The mechanics are surprisingly straightforward. In the background, ambient AI tools create a structured note while listening to the doctor and patient’s conversation. After editing and signing, the clinician proceeds. No documentation marathon after hours. When someone is trying to describe a chest pain, don’t stare at the screen. Although early results from organizations like Permanente and UChicago Medicine are encouraging, it is still unclear whether the technology truly functions as advertised across specialties. A hospital is not a research paper, and there is a huge difference between a busy urgent care center and a considerate internist.

Additionally, there is the issue of what the device is doing with the audio it records; this is the type of question that HIPAA was designed to address, though not precisely. Covered entities must interpret current regulations on their own because the HHS Office for Civil Rights has not yet released specific guidelines for ambient AI in clinical settings. That regulatory gap is big enough to allow an ambulance to pass through, and it will be filled—probably the hard way.

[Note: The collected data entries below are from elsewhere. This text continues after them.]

//! Underrun / XRun 监控
//!
//! 两条路径：
//! - 调用方线程的一次性查询 `query_underrun_count`：每次独立，不会因之前失败而停止
//! - 回调路径的 `XrunTracker`：一旦查询失败就在该流的剩余生命周期内永久关闭监控

use std::sync::atomic::{AtomicBool, AtomicI32, Ordering};

use super::backend::XrunSource;
use super::error::QueryError;

/// 查询并校验 underrun 计数
///
/// 引擎返回非 OK 或负数都视为失败，不自动重试
pub fn query_underrun_count<S: XrunSource + ?Sized>(source: &S) -> Result<i32, QueryError> {
    match source.xrun_count() {
        Ok(count) if count < 0 => Err(QueryError::InvalidCount(count)),
        Ok(count) => Ok(count),
        Err(e) => Err(QueryError::Engine(e)),
    }
}

/// 回调路径一次查询的结果
#[derive(Debug, Clone, PartialEq, Eq)]
pub enum XrunPoll {
    /// 监控已关闭，本次未查询
    Disabled,
    /// 查询成功，附带相对上次的增量（可能为 0）
    Delta(i32),
    /// 本次查询失败，监控已被关闭
    Failed(QueryError),
}

impl XrunPoll {
    /// 交给生产者的 underrun 增量
    #[inline]
    pub fn delta(&self) -> i32 {
        match self {
            Self::Delta(d) => *d,
            _ => 0,
        }
    }
}

/// 回调路径的 underrun 状态
///
/// 只在引擎线程内修改；调用方线程通过原子读观察
pub struct XrunTracker {
    last_known_count: AtomicI32,
    monitoring_enabled: AtomicBool,
}

impl XrunTracker {
    pub fn new() -> Self {
        Self::with_monitoring(true)
    }

    /// 引擎不支持 xrun 计数时以关闭状态创建
    pub fn with_monitoring(enabled: bool) -> Self {
        Self {
            last_known_count: AtomicI32::new(0),
            monitoring_enabled: AtomicBool::new(enabled),
        }
    }

    /// 每次回调调用一次
    ///
    /// 计数增加时报告增量并更新；计数回退（引擎重置）时只更新，不报告
    #[inline]
    pub fn poll<S: XrunSource + ?Sized>(&self, source: &S) -> XrunPoll {
        if !self.monitoring_enabled.load(Ordering::Relaxed) {
            return XrunPoll::Disabled;
        }

        match query_underrun_count(source) {
            Ok(count) => {
                let last = self.last_known_count.swap(count, Ordering::Relaxed);
                XrunPoll::Delta(count.saturating_sub(last).max(0))
            }
            Err(e) => {
                self.monitoring_enabled.store(false, Ordering::Relaxed);
                XrunPoll::Failed(e)
            }
        }
    }

    #[inline]
    pub fn last_known_count(&self) -> i32 {
        self.last_known_count.load(Ordering::Relaxed)
    }

    #[inline]
    pub fn monitoring_enabled(&self) -> bool {
        self.monitoring_enabled.load(Ordering::Relaxed)
    }
}

impl Default for XrunTracker {
    fn default() -> Self {
        Self::new()
    }
}

#[cfg(test)]
mod tests {
    use super::*;
    use crate::audio::error::BackendError;
    use std::cell::RefCell;
    use std::collections::VecDeque;

    /// 按顺序返回预设结果
    struct Scripted(RefCell<VecDeque<Result<i32, BackendError>>>);

    impl Scripted {
        fn new(replies: Vec<Result<i32, BackendError>>) -> Self {
            Self(RefCell::new(replies.into()))
        }
    }

    impl XrunSource for Scripted {
        fn xrun_count(&self) -> Result<i32, BackendError> {
            self.0.borrow_mut().pop_front().unwrap_or(Ok(0))
        }
    }

    #[test]
    fn test_query_rejects_negative() {
        let source = Scripted::new(vec![Ok(-2)]);
        assert_eq!(query_underrun_count(&source), Err(QueryError::InvalidCount(-2)));
    }

    #[test]
    fn test_query_is_independent_of_previous_failures() {
        let source = Scripted::new(vec![Err(BackendError::new(-889, "timeout")), Ok(3)]);
        assert!(query_underrun_count(&source).is_err());
        assert_eq!(query_underrun_count(&source), Ok(3));
    }

    #[test]
    fn test_tracker_reports_increase_as_delta() {
        let tracker = XrunTracker::new();
        let source = Scripted::new(vec![Ok(0), Ok(2), Ok(2), Ok(5)]);

        let deltas: Vec<i32> = (0..4).map(|_| tracker.poll(&source).delta()).collect();
        assert_eq!(deltas, vec![0, 2, 0, 3]);
        assert_eq!(tracker.last_known_count(), 5);
    }

    #[test]
    fn test_tracker_counter_reset_reports_zero() {
        let tracker = XrunTracker::new();
        let source = Scripted::new(vec![Ok(4), Ok(1), Ok(2)]);

        assert_eq!(tracker.poll(&source).delta(), 4);
        assert_eq!(tracker.poll(&source).delta(), 0);
        assert_eq!(tracker.last_known_count(), 1);
        assert_eq!(tracker.poll(&source).delta(), 1);
    }

    #[test]
    fn test_tracker_disables_permanently_after_failure() {
        let tracker = XrunTracker::new();
        let source = Scripted::new(vec![
            Ok(1),
            Err(BackendError::new(-899, "invalid state")),
            Ok(10),
            Ok(20),
        ]);

        assert_eq!(tracker.poll(&source), XrunPoll::Delta(1));
        match tracker.poll(&source) {
            XrunPoll::Failed(e) => assert_eq!(e.code(), -899),
            other => panic!("expected failure, got {:?}", other),
        }
        assert!(!tracker.monitoring_enabled());

        // 之后即使引擎恢复也不再查询
        for _ in 0..2 {
            assert_eq!(tracker.poll(&source), XrunPoll::Disabled);
        }
        assert_eq!(source.0.borrow().len(), 2);
    }

    #[test]
    fn test_tracker_negative_count_disables() {
        let tracker = XrunTracker::new();
        let source = Scripted::new(vec![Ok(-1), Ok(7)]);
        assert!(matches!(tracker.poll(&source), XrunPoll::Failed(QueryError::InvalidCount(-1))));
        assert_eq!(tracker.poll(&source).delta(), 0);
    }
}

Even so, it seems insignificant to pass a clinic where a doctor is actually looking at a patient rather than a screen. The way American medicine uses its most limited resource—money—seems to be changing. Attention has always been the key. The question that no one can answer is whether ambient AI fulfills that promise at scale or if it creates a new set of issues that no one has yet to identify. Not just yet. However, it appears that the trade may go the other way for the first time in a long time.